Saved data entries:
--- --- ---
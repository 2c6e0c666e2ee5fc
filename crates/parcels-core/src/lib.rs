// # parcels-core
//
// Core library for the multi-source parcel tracking aggregator.
//
// ## Architecture Overview
//
// This library decides, per tracking source and per request, whether cached
// tracking data is fresh enough to serve or has to be fetched again:
// - **TrackingSource**: Trait for fetching and parsing one carrier's tracking data
// - **HistoryStore**: Trait for the append-biased history of raw responses
// - **SourceRegistry**: Fixed, ordered set of tracking sources
// - **TrackingAggregator**: Freshness analysis, fetch fan-out and reconciliation
// - **Clock**: Injectable "now" so freshness decisions can be tested
//
// ## Design Principles
//
// 1. **Separation of Concerns**: Carrier and storage specifics live in plugin crates
// 2. **Bounded Latency**: One shared deadline for all upstream fetches of a request
// 3. **Append-Biased History**: A changed body is a new row, an unchanged one a timestamp bump
// 4. **Library-First**: The binary is a thin wrapper around this crate
// 5. **Best-Effort Bookkeeping**: History writes never fail a lookup

pub mod aggregator;
pub mod clock;
pub mod config;
pub mod error;
pub mod history;
pub mod model;
pub mod registry;
pub mod traits;

// Re-export core types for convenience
pub use aggregator::{AggregatorEvent, StatusCategory, TrackingAggregator, WriteOperation};
pub use clock::{Clock, ManualClock, SystemClock};
pub use config::{AggregatorConfig, FreshnessConfig, HistoryStoreConfig};
pub use error::{Error, Result};
pub use history::{FileHistoryStore, MemoryHistoryStore};
pub use model::{
    RawResponse, ResponseStatus, SourceName, TrackingEvent, TrackingInfo, TrackingStatus,
};
pub use registry::SourceRegistry;
pub use traits::{HistoryStore, TrackingSource};
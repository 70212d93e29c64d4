/*
 * File: src/storage/mod.rs
 * Purpose: Durable key-value storage interface used by room-state init
 *
 * The real backend (whatever the deployment wires up) is an external
 * collaborator per the spec; this module defines its interface and ships an
 * in-process implementation so the coordinator is runnable standalone.
 */

mod memory;

pub use memory::MemoryStorage;

use crate::error::StorageError;
use async_trait::async_trait;

/// Durable key -> bytes storage, as used for the map-of-maps CRDT arrays and
/// the document CRDT's `crdt` key.
#[async_trait]
pub trait Storage: Send + Sync {
    /// Fetch the bytes stored under `key`, or `None` if never written.
    async fn get(&self, key: &str) -> Result<Option<Vec<u8>>, StorageError>;

    /// Persist `value` under `key`, overwriting any previous value.
    async fn put(&self, key: &str, value: Vec<u8>) -> Result<(), StorageError>;
}
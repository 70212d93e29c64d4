/*
 * File: src/data/timestamp.rs
 * Purpose: Logical timestamps for last-writer-wins field resolution
 *
 * Adapted from the teacher's `crdt::Timestamp` (Lamport clock + client-id
 * tie-break); the map-of-maps CRDT uses the same ordering to decide which
 * concurrent field write wins.
 */

use std::cmp::Ordering;

use serde::{Deserialize, Serialize};

/// A Lamport-style timestamp: a logical clock tied to the player that wrote
/// it, used to order concurrent field writes.
#[derive(Debug, Clone, Serialize, Deserialize)]
pub struct LogicalTimestamp {
    clock: u64,
    player_id: String,
}

impl LogicalTimestamp {
    pub fn new(clock: u64, player_id: impl Into<String>) -> Self {
        Self {
            clock,
            player_id: player_id.into(),
        }
    }

    pub fn clock(&self) -> u64 {
        self.clock
    }

    pub fn player_id(&self) -> &str {
        &self.player_id
    }
}

impl PartialEq for LogicalTimestamp {
    fn eq(&self, other: &Self) -> bool {
        self.clock == other.clock && self.player_id == other.player_id
    }
}

impl Eq for LogicalTimestamp {}

impl PartialOrd for LogicalTimestamp {
    fn partial_cmp(&self, other: &Self) -> Option<Ordering> {
        Some(self.cmp(other))
    }
}

impl Ord for LogicalTimestamp {
    fn cmp(&self, other: &Self) -> Ordering {
        match self.clock.cmp(&other.clock) {
            Ordering::Equal => self.player_id.cmp(&other.player_id),
            ord => ord,
        }
    }
}

#[cfg(test)]
mod tests {
    use super::*;

    #[test]
    fn higher_clock_wins() {
        let a = LogicalTimestamp::new(1, "p1");
        let b = LogicalTimestamp::new(2, "p1");
        assert!(b > a);
    }

    #[test]
    fn equal_clock_breaks_tie_on_player_id() {
        let a = LogicalTimestamp::new(5, "alice");
        let b = LogicalTimestamp::new(5, "bob");
        assert!(b > a);
    }
}
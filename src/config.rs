/*
 * File: src/config.rs
 * Purpose: Server configuration, mirroring the teacher's `ServerConfig`
 *
 * The teacher's `websocket::server::ServerConfig` covers host/port and
 * heartbeat timing; this generalizes it with a CLI/env surface (`clap`) and
 * the room-name length bound the HTTP front end enforces (spec.md §6).
 */

use std::time::Duration;

use clap::Parser;

/// Runtime configuration for the room coordinator.
#[derive(Debug, Clone, Parser)]
#[command(name = "room-coordinator", about = "Per-room realtime session coordinator")]
pub struct ServerConfig {
    /// Host address to bind to.
    #[arg(long, env = "ROOM_COORDINATOR_HOST", default_value = "127.0.0.1")]
    pub host: String,

    /// Port to bind the server to.
    #[arg(long, env = "ROOM_COORDINATOR_PORT", default_value_t = 8080)]
    pub port: u16,

    /// Interval for sending heartbeat pings to clients.
    #[arg(long, value_parser = parse_seconds, default_value = "30")]
    pub heartbeat_interval: Duration,

    /// Time before considering a connection timed out.
    #[arg(long, value_parser = parse_seconds, default_value = "60")]
    pub connection_timeout: Duration,

    /// Maximum room-name length in bytes (spec.md §6).
    #[arg(long, default_value_t = 128)]
    pub room_name_max_len: usize,

    /// Log output format.
    #[arg(long, value_enum, default_value_t = LogFormat::Pretty)]
    pub log_format: LogFormat,
}

#[derive(Debug, Clone, Copy, PartialEq, Eq, clap::ValueEnum)]
pub enum LogFormat {
    Pretty,
    Json,
}

fn parse_seconds(s: &str) -> Result<Duration, std::num::ParseIntError> {
    s.parse::<u64>().map(Duration::from_secs)
}

impl Default for ServerConfig {
    fn default() -> Self {
        Self {
            host: "127.0.0.1".to_string(),
            port: 8080,
            heartbeat_interval: Duration::from_secs(30),
            connection_timeout: Duration::from_secs(60),
            room_name_max_len: 128,
            log_format: LogFormat::Pretty,
        }
    }
}
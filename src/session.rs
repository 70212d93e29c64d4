/*
 * File: src/session.rs
 * Purpose: Session table and the three broadcast primitives (spec.md §4.5)
 *
 * One `Session` per live connection. `SessionTable` is the room's list of
 * sessions plus the three ways to fan a frame out to them; a send failure is
 * logged and does not abort the broadcast loop (spec.md §4.5, §7).
 */

use std::collections::HashMap;

use tokio::sync::mpsc;
use tracing::warn;
use uuid::Uuid;

/// What a session exclusively owns, keyed by its composite dead-hand key.
#[derive(Debug, Clone, PartialEq, Eq)]
pub struct DeadHandTarget {
    pub array_id: String,
    pub array_index_id: Option<String>,
}

/// A single live client connection within a room.
pub struct Session {
    pub id: Uuid,
    pub player_id: Option<String>,
    pub quit: bool,
    pub dead_hands: HashMap<String, DeadHandTarget>,
    sender: mpsc::UnboundedSender<Vec<u8>>,
}

impl Session {
    pub fn new(
        id: Uuid,
        player_id: Option<String>,
        sender: mpsc::UnboundedSender<Vec<u8>>,
    ) -> Self {
        Self {
            id,
            player_id,
            quit: false,
            dead_hands: HashMap::new(),
            sender,
        }
    }

    fn send(&self, bytes: &[u8]) {
        if self.quit {
            return;
        }
        if let Err(err) = self.sender.send(bytes.to_vec()) {
            warn!(session = %self.id, error = %err, "send failure, dropping message");
        }
    }
}

/// The set of live sessions in a room, plus broadcast primitives over them.
#[derive(Default)]
pub struct SessionTable {
    sessions: Vec<Session>,
}

impl SessionTable {
    pub fn new() -> Self {
        Self::default()
    }

    pub fn push(&mut self, session: Session) {
        self.sessions.push(session);
    }

    /// Mark a session terminal and remove it from the table.
    pub fn remove(&mut self, session_id: Uuid) -> Option<Session> {
        let index = self.sessions.iter().position(|s| s.id == session_id)?;
        let mut session = self.sessions.remove(index);
        session.quit = true;
        Some(session)
    }

    pub fn get_mut(&mut self, session_id: Uuid) -> Option<&mut Session> {
        self.sessions.iter_mut().find(|s| s.id == session_id)
    }

    pub fn iter(&self) -> impl Iterator<Item = &Session> {
        self.sessions.iter()
    }

    pub fn len(&self) -> usize {
        self.sessions.len()
    }

    pub fn is_empty(&self) -> bool {
        self.sessions.is_empty()
    }

    /// `playerId`s of all currently attached sessions, excluding absent ones
    /// (spec.md §4.1 step 3's network-init frame).
    pub fn player_ids(&self) -> Vec<String> {
        self.sessions
            .iter()
            .filter_map(|s| s.player_id.clone())
            .collect()
    }

    /// Send to the originating session only.
    pub fn respond_to_self(&self, originator: Uuid, bytes: &[u8]) {
        if let Some(session) = self.sessions.iter().find(|s| s.id == originator) {
            session.send(bytes);
        }
    }

    /// Send to every session except the originator.
    pub fn proxy_to_peers(&self, originator: Uuid, bytes: &[u8]) {
        for session in self.sessions.iter().filter(|s| s.id != originator) {
            session.send(bytes);
        }
    }

    /// Send to every session, including the originator.
    pub fn reflect_to_peers(&self, bytes: &[u8]) {
        for session in self.sessions.iter() {
            session.send(bytes);
        }
    }
}

#[cfg(test)]
mod tests {
    use super::*;

    fn session_with_channel(player_id: Option<&str>) -> (Session, mpsc::UnboundedReceiver<Vec<u8>>) {
        let (tx, rx) = mpsc::unbounded_channel();
        (
            Session::new(Uuid::new_v4(), player_id.map(String::from), tx),
            rx,
        )
    }

    #[tokio::test]
    async fn respond_to_self_only_reaches_originator() {
        let mut table = SessionTable::new();
        let (a, mut a_rx) = session_with_channel(Some("a"));
        let (b, mut b_rx) = session_with_channel(Some("b"));
        let a_id = a.id;
        table.push(a);
        table.push(b);

        table.respond_to_self(a_id, b"hello");

        assert_eq!(a_rx.recv().await.unwrap(), b"hello");
        assert!(b_rx.try_recv().is_err());
    }

    #[tokio::test]
    async fn proxy_excludes_originator_reflect_includes_it() {
        let mut table = SessionTable::new();
        let (a, mut a_rx) = session_with_channel(Some("a"));
        let (b, mut b_rx) = session_with_channel(Some("b"));
        let a_id = a.id;
        table.push(a);
        table.push(b);

        table.proxy_to_peers(a_id, b"proxied");
        assert!(a_rx.try_recv().is_err());
        assert_eq!(b_rx.recv().await.unwrap(), b"proxied");

        table.reflect_to_peers(b"reflected");
        assert_eq!(a_rx.recv().await.unwrap(), b"reflected");
        assert_eq!(b_rx.recv().await.unwrap(), b"reflected");
    }

    #[test]
    fn player_ids_excludes_absent_player_id() {
        let mut table = SessionTable::new();
        let (a, _a_rx) = session_with_channel(Some("a"));
        let (anon, _anon_rx) = session_with_channel(None);
        table.push(a);
        table.push(anon);
        assert_eq!(table.player_ids(), vec!["a".to_string()]);
    }

    #[test]
    fn remove_marks_quit_and_drops_from_table() {
        let mut table = SessionTable::new();
        let (a, _rx) = session_with_channel(Some("a"));
        let id = a.id;
        table.push(a);
        let removed = table.remove(id).unwrap();
        assert!(removed.quit);
        assert_eq!(table.len(), 0);
    }
}
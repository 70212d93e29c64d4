/*
 * File: src/lock/mod.rs
 * Purpose: Distributed-mutex state machine (spec.md §4.4)
 *
 * One `LockState` per `lockName`: either free, or held by a player with a
 * FIFO queue of waiters. Transitions emit `lockResponse` frames the room
 * coordinator broadcasts to every session.
 */

use std::collections::{HashMap, VecDeque};

use crate::protocol::{Frame, LOCK_RESPONSE};

#[derive(Debug, Clone, Default)]
struct LockState {
    holder: Option<String>,
    queue: VecDeque<String>,
}

/// Replica of the lock subsystem's state for every named lock in a room.
#[derive(Default)]
pub struct LockClient {
    locks: HashMap<String, LockState>,
}

impl LockClient {
    pub fn new() -> Self {
        Self::default()
    }

    /// `lockRequest{playerId, lockName}`.
    ///
    /// Returns the `lockResponse` frame to broadcast, if the request
    /// resulted in an immediate grant (free -> held, or an idempotent
    /// re-request from the current holder); `None` if the requester was
    /// queued behind the current holder.
    pub fn request(&mut self, lock_name: &str, player_id: &str) -> Option<Frame> {
        let state = self.locks.entry(lock_name.to_string()).or_default();

        match &state.holder {
            None => {
                state.holder = Some(player_id.to_string());
                Some(lock_response(lock_name, player_id))
            }
            Some(holder) if holder == player_id => Some(lock_response(lock_name, player_id)),
            Some(_) => {
                if !state.queue.contains(&player_id.to_string()) {
                    state.queue.push_back(player_id.to_string());
                }
                None
            }
        }
    }

    /// `lockRelease{playerId, lockName}`.
    ///
    /// Returns the `lockResponse` frame for the promoted waiter, if any.
    /// A release from a non-holder is logged and ignored by the caller (this
    /// returns `None` without mutating state).
    pub fn release(&mut self, lock_name: &str, player_id: &str) -> Option<Frame> {
        let state = self.locks.get_mut(lock_name)?;
        if state.holder.as_deref() != Some(player_id) {
            return None;
        }

        state.holder = state.queue.pop_front();
        state.holder.clone().map(|next| lock_response(lock_name, &next))
    }

    /// Release every lock held by `player_id` and drop them from every
    /// waiter queue (session-scoped auto-unlock on disconnect, spec.md
    /// §4.4). Returns the `lockResponse` frames for any promotions.
    pub fn release_all_for_player(&mut self, player_id: &str) -> Vec<Frame> {
        let mut responses = Vec::new();
        let lock_names: Vec<String> = self.locks.keys().cloned().collect();
        for lock_name in lock_names {
            if let Some(response) = self.release(&lock_name, player_id) {
                responses.push(response);
            }
            if let Some(state) = self.locks.get_mut(&lock_name) {
                state.queue.retain(|waiter| waiter != player_id);
            }
        }
        responses
    }

    #[cfg(test)]
    fn holder(&self, lock_name: &str) -> Option<&str> {
        self.locks.get(lock_name).and_then(|s| s.holder.as_deref())
    }
}

fn lock_response(lock_name: &str, player_id: &str) -> Frame {
    Frame::new(
        LOCK_RESPONSE,
        vec![
            serde_json::Value::String(player_id.to_string()),
            serde_json::Value::String(lock_name.to_string()),
        ],
    )
}

#[cfg(test)]
mod tests {
    use super::*;

    #[test]
    fn free_lock_is_granted_immediately() {
        let mut locks = LockClient::new();
        let response = locks.request("door", "a").unwrap();
        assert_eq!(response.method, LOCK_RESPONSE);
        assert_eq!(locks.holder("door"), Some("a"));
    }

    #[test]
    fn second_requester_is_queued_not_granted() {
        let mut locks = LockClient::new();
        locks.request("door", "a").unwrap();
        let response = locks.request("door", "b");
        assert!(response.is_none());
        assert_eq!(locks.holder("door"), Some("a"));
    }

    #[test]
    fn re_request_by_holder_is_idempotent() {
        let mut locks = LockClient::new();
        locks.request("door", "a").unwrap();
        let response = locks.request("door", "a");
        assert!(response.is_some());
        assert_eq!(locks.holder("door"), Some("a"));
    }

    #[test]
    fn release_promotes_queued_waiter() {
        let mut locks = LockClient::new();
        locks.request("door", "a").unwrap();
        locks.request("door", "b");
        let response = locks.release("door", "a").unwrap();
        assert_eq!(
            response.args[0],
            serde_json::Value::String("b".to_string())
        );
        assert_eq!(locks.holder("door"), Some("b"));
    }

    #[test]
    fn release_by_non_holder_is_ignored() {
        let mut locks = LockClient::new();
        locks.request("door", "a").unwrap();
        let response = locks.release("door", "b");
        assert!(response.is_none());
        assert_eq!(locks.holder("door"), Some("a"));
    }

    #[test]
    fn disconnect_releases_held_lock_and_drops_from_queues() {
        let mut locks = LockClient::new();
        locks.request("door", "a").unwrap();
        locks.request("door", "b");
        locks.request("window", "b").unwrap();

        let responses = locks.release_all_for_player("a");
        assert_eq!(responses.len(), 1);
        assert_eq!(locks.holder("door"), Some("b"));
    }
}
--- --- ---
**WHAT NEEDS TO BE DONE:**
Work out how many lines in the data above contain the word "UnboundedSender" and respond with that number only.

**RESPONSE TO THE TASK:**
2